Limitación musical que choca con la ductilidad de la palabra. Una palabra que accionada, actuada, por los actores, recorre el tiempo que hay desde que fue escrita hasta que se sube a un escenario para rejuvenecerse en contenido, en lo que cuenta, en el momento que se interpreta frente a una música que cambia, a pesar de todo, poco. Con la que lo músicos que la interpretan poco pueden jugar en escena. Una limitación de la que posiblemente son conscientes muchos compositores contemporáneos o de las últimas décadas por lo que se han preocupado por introducir el azar y dejar libertad a los directores de orquesta y a los interpretes para que metan o dejen entrar en las obras el tempo y los lugares en los que son interpretadas. Dotarlas de un valor contemporáneo independientemente de cuándo y dónde se interpreten. Convertirlas en herramientas muy humanas que sirvan, entre otras cosas, para que sus auditorios entiendan lo que pasa y lo que les pasa. Más allá de que puedan apreciar un mundo que ya pasó.

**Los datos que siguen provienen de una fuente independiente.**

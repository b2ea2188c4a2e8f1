//! Animation - the clock and the per-frame update loop
//!
//! The driver owns the grid and a reusable placement buffer. Each frame it
//! advances the clock once and recomputes every placement.

use crate::distortions::{distort_into, DistortionKind, Placement};
use crate::grid::{GridError, GridModel};

/// Monotonic elapsed-time accumulator in seconds
#[derive(Clone, Copy, Debug, Default, PartialEq)]
pub struct AnimationClock {
    time: f32,
}

impl AnimationClock {
    pub fn new() -> Self {
        Self::default()
    }

    /// Advance by `delta` seconds; negative or non-finite deltas count as zero
    pub fn tick(&mut self, delta: f32) {
        if delta.is_finite() && delta >= 0.0 {
            self.time += delta;
        } else {
            log::warn!("Ignoring invalid frame delta {}", delta);
        }
    }

    pub fn reset(&mut self) {
        self.time = 0.0;
    }

    pub fn current_time(&self) -> f32 {
        self.time
    }
}

/// Drives a grid through time with one distortion kind
pub struct AnimationDriver {
    grid: GridModel,
    clock: AnimationClock,
    kind: DistortionKind,
    strength: f32,
    placements: Vec<Placement>,
}

impl AnimationDriver {
    pub fn new(grid: GridModel, kind: DistortionKind, strength: f32) -> Self {
        let mut driver = Self {
            grid,
            clock: AnimationClock::new(),
            kind,
            strength,
            placements: Vec::new(),
        };
        driver.recompute();
        driver
    }

    fn recompute(&mut self) {
        distort_into(
            &self.grid,
            self.kind,
            self.strength,
            self.clock.current_time(),
            &mut self.placements,
        );
    }

    pub fn tick(&mut self, delta: f32) {
        self.clock.tick(delta);
    }

    pub fn reset(&mut self) {
        self.clock.reset();
    }

    pub fn current_time(&self) -> f32 {
        self.clock.current_time()
    }

    /// Advance the clock once and recompute every placement
    pub fn update(&mut self, delta: f32) -> &[Placement] {
        self.clock.tick(delta);
        self.recompute();
        &self.placements
    }

    /// Placements of the last computed frame, index-aligned with the cells
    pub fn placements(&self) -> &[Placement] {
        &self.placements
    }

    pub fn grid(&self) -> &GridModel {
        &self.grid
    }

    pub fn kind(&self) -> DistortionKind {
        self.kind
    }

    pub fn set_kind(&mut self, kind: DistortionKind) {
        if kind != self.kind {
            log::info!("Distortion changed to {}", kind);
            self.kind = kind;
            self.recompute();
        }
    }

    pub fn strength(&self) -> f32 {
        self.strength
    }

    pub fn set_strength(&mut self, strength: f32) {
        self.strength = strength;
        self.recompute();
    }

    /// Rebuild the grid and restart the clock
    pub fn resize(&mut self, dimension: usize, cell_size: f32) -> Result<(), GridError> {
        self.grid.resize(dimension, cell_size)?;
        self.clock.reset();
        self.recompute();
        Ok(())
    }

    /// New random parameters, clock back to zero
    pub fn regenerate(&mut self, seed: Option<u64>) {
        self.grid.regenerate(seed);
        self.clock.reset();
        self.recompute();
    }

    /// Follow a resized canvas without disturbing the animation
    pub fn set_canvas_size(&mut self, canvas_size: (f32, f32)) -> Result<(), GridError> {
        self.grid.set_canvas_size(canvas_size)?;
        self.recompute();
        Ok(())
    }
}

#[cfg(test)]
mod tests {
    use super::*;
    use crate::distortions::get_distorted_positions;

    fn driver() -> AnimationDriver {
        let grid = GridModel::build(4, 10.0, (100.0, 100.0), Some(1)).unwrap();
        AnimationDriver::new(grid, DistortionKind::Sine, 0.5)
    }

    #[test]
    fn test_clock_accumulates() {
        let mut clock = AnimationClock::new();
        clock.tick(0.5);
        clock.tick(0.25);
        assert!((clock.current_time() - 0.75).abs() < 1e-6);
        clock.reset();
        assert_eq!(clock.current_time(), 0.0);
    }

    #[test]
    fn test_clock_clamps_bad_deltas() {
        let mut clock = AnimationClock::new();
        clock.tick(1.0);
        clock.tick(-0.5);
        clock.tick(f32::NAN);
        clock.tick(f32::INFINITY);
        assert!((clock.current_time() - 1.0).abs() < 1e-6);
    }

    #[test]
    fn test_update_matches_dispatcher() {
        let mut d = driver();
        let out = d.update(0.3).to_vec();
        let expected = get_distorted_positions(d.grid(), DistortionKind::Sine, 0.5, 0.3);
        assert_eq!(out, expected);
        assert_eq!(out.len(), 16);
    }

    #[test]
    fn test_initial_frame_at_time_zero() {
        let d = driver();
        let expected = get_distorted_positions(d.grid(), DistortionKind::Sine, 0.5, 0.0);
        assert_eq!(d.placements(), &expected[..]);
    }

    #[test]
    fn test_regenerate_resets_clock() {
        let mut d = driver();
        d.update(2.0);
        d.regenerate(Some(5));
        assert_eq!(d.current_time(), 0.0);
        assert_eq!(d.grid().seed(), 5);
    }

    #[test]
    fn test_resize_resets_clock() {
        let mut d = driver();
        d.update(2.0);
        d.resize(6, 8.0).unwrap();
        assert_eq!(d.current_time(), 0.0);
        assert_eq!(d.placements().len(), 36);

        assert!(d.resize(0, 8.0).is_err());
        assert_eq!(d.placements().len(), 36);
    }

    #[test]
    fn test_set_kind_recomputes() {
        let mut d = driver();
        d.update(1.0);
        d.set_kind(DistortionKind::Swirl);
        let expected = get_distorted_positions(d.grid(), DistortionKind::Swirl, 0.5, 1.0);
        assert_eq!(d.placements(), &expected[..]);
    }

    #[test]
    fn test_canvas_change_keeps_time() {
        let mut d = driver();
        d.update(1.5);
        d.set_canvas_size((300.0, 200.0)).unwrap();
        assert!((d.current_time() - 1.5).abs() < 1e-6);
    }
}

Lola Blasco en Música y mal se hacía en voz alta la misma pregunta que se hacía Richard Strauss al final de sus días: ¿la música o la palabra? Mientras que a Strauss le resultaba difícil de responder, ella, tal vez por su (de)formación de dramaturga y en humanidades, se decantaba por la palabra. Ha llegado el momento de recuperar esa dificultad para poder decidirse por una o por otra. Ha llegado el momento en que un clásico musical lo sea no porque gusta a los seres humanos en cualquier época, sino porque les habla, les cuenta el mundo en presente, su mundo, se haya escrito cuando se haya escrito. Una música que siempre esté hablando de los últimos días de la humanidad. Los más recientes.